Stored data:
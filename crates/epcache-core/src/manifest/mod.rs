//! Manifest resolver: turns an HLS playlist URL into an ordered list of
//! downloadable resources plus a localized `index.m3u8`.

mod parse;
mod uri;

pub use parse::{is_master_playlist, localize, parse_variants, select_best, Localized, Resource, VariantStream};
pub use uri::{is_manifest_url, resolve_uri};

use std::fs;
use std::path::{Path, PathBuf};

use tokio_util::sync::CancellationToken;
use url::Url;

use crate::downloader::{fetch_text, FetchJob, FetchOptions};
use crate::error::EpisodeError;
use crate::report::Reporter;
use crate::retry::{run_with_retry, FetchError, RetryPolicy};

/// Name of the localized playlist inside the segment directory.
pub const LOCAL_MANIFEST: &str = "index.m3u8";

/// Result of resolving a manifest.
#[derive(Debug, Clone)]
pub struct ResolvedManifest {
    /// Playlist the resources came from (the chosen variant, if any).
    pub media_url: String,
    pub resources: Vec<Resource>,
    /// Localized copy written into the segment directory.
    pub manifest_path: PathBuf,
}

impl ResolvedManifest {
    /// Fetch jobs targeting `dir`, in playlist order.
    pub fn jobs(&self, dir: &Path) -> Vec<FetchJob> {
        self.resources
            .iter()
            .map(|r| FetchJob {
                url: r.url.clone(),
                dest: dir.join(&r.file_name),
            })
            .collect()
    }
}

fn fetch_with_retry(
    url: &str,
    opts: &FetchOptions,
    policy: &RetryPolicy,
    cancel: &CancellationToken,
    reporter: &Reporter,
) -> Result<String, FetchError> {
    let mut body = None;
    run_with_retry(
        policy,
        cancel,
        |attempt, e| reporter.warn(format!("retry {}/{} for manifest {}: {}", attempt, policy.retries, url, e)),
        || {
            body = Some(fetch_text(url, opts, cancel)?);
            Ok(())
        },
    )?;
    Ok(body.unwrap_or_default())
}

/// Fetches `url`, follows the best variant, and writes `index.m3u8` into `dir`.
/// Blocking; call from a worker thread.
pub fn resolve(
    url: &str,
    dir: &Path,
    opts: &FetchOptions,
    policy: &RetryPolicy,
    cancel: &CancellationToken,
    reporter: &Reporter,
) -> Result<ResolvedManifest, EpisodeError> {
    let manifest_err = |source: FetchError| EpisodeError::ManifestFetch {
        url: url.to_string(),
        source,
    };
    let mut base = Url::parse(url).map_err(|e| EpisodeError::InvalidUrl(format!("{}: {}", url, e)))?;
    let mut body = fetch_with_retry(url, opts, policy, cancel, reporter).map_err(manifest_err)?;

    if is_master_playlist(&body) {
        let variants = parse_variants(&body, &base);
        reporter.debug(format!("{} variant streams in {}", variants.len(), url));
        if let Some(best) = select_best(&variants) {
            reporter.info(format!(
                "selected variant {} bps{}",
                best.bandwidth,
                best.resolution
                    .as_deref()
                    .map(|r| format!(" ({})", r))
                    .unwrap_or_default()
            ));
            match fetch_with_retry(&best.url, opts, policy, cancel, reporter) {
                Ok(variant_body) => match Url::parse(&best.url) {
                    Ok(variant_base) => {
                        body = variant_body;
                        base = variant_base;
                    }
                    Err(e) => reporter.debug(format!("variant url {} unusable: {}", best.url, e)),
                },
                Err(FetchError::Aborted) => return Err(EpisodeError::Aborted),
                Err(e) => reporter.debug(format!(
                    "failed to fetch variant {}: {}; continuing with original manifest",
                    best.url, e
                )),
            }
        }
    }

    let localized = localize(&body, &base);
    fs::create_dir_all(dir)?;
    let manifest_path = dir.join(LOCAL_MANIFEST);
    fs::write(&manifest_path, &localized.text)?;
    reporter.debug(format!("saved localized manifest to {}", manifest_path.display()));

    if localized.resources.is_empty() {
        return Err(EpisodeError::EmptyManifest {
            url: url.to_string(),
        });
    }
    Ok(ResolvedManifest {
        media_url: base.into(),
        resources: localized.resources,
        manifest_path,
    })
}
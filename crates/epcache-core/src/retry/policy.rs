use std::time::Duration;

/// High-level classification of an error for retry and reporting purposes.
#[derive(Debug, Clone, Copy, PartialEq, Eq)]
pub enum ErrorKind {
    /// Operation timed out (connect/read).
    Timeout,
    /// Server asked us to slow down (e.g. 429, 503).
    Throttled,
    /// Network-level failure (connection reset, DNS, etc.).
    Connection,
    /// HTTP 5xx other than 503.
    Http5xx(u16),
    /// Task termination; never retried.
    Aborted,
    /// Anything else (4xx, disk errors).
    Other,
}

/// Decision returned by the retry policy.
#[derive(Debug, Clone, Copy, PartialEq, Eq)]
pub enum RetryDecision {
    /// Do not retry this error.
    NoRetry,
    /// Retry after the given delay.
    RetryAfter(Duration),
}

/// Fixed-attempt, fixed-delay retry policy.
///
/// `retries` counts the attempts made after the first one, so an operation
/// that always fails runs `retries + 1` times.
#[derive(Debug, Clone, Copy)]
pub struct RetryPolicy {
    pub retries: u32,
    pub delay: Duration,
}

impl Default for RetryPolicy {
    fn default() -> Self {
        Self {
            retries: 3,
            delay: Duration::from_millis(2000),
        }
    }
}

impl RetryPolicy {
    pub fn new(retries: u32, delay: Duration) -> Self {
        Self { retries, delay }
    }

    pub fn max_attempts(&self) -> u32 {
        self.retries.saturating_add(1)
    }

    /// `attempt` is 1-based (1 = first attempt).
    pub fn decide(&self, attempt: u32, kind: ErrorKind) -> RetryDecision {
        if kind == ErrorKind::Aborted || attempt >= self.max_attempts() {
            return RetryDecision::NoRetry;
        }
        RetryDecision::RetryAfter(self.delay)
    }
}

What you are asked to do: Every line above that holds the word "Result" needs to be copied.

Response area:
/// Result of resolving a manifest.
) -> Result<String, FetchError> {
) -> Result<ResolvedManifest, EpisodeError> {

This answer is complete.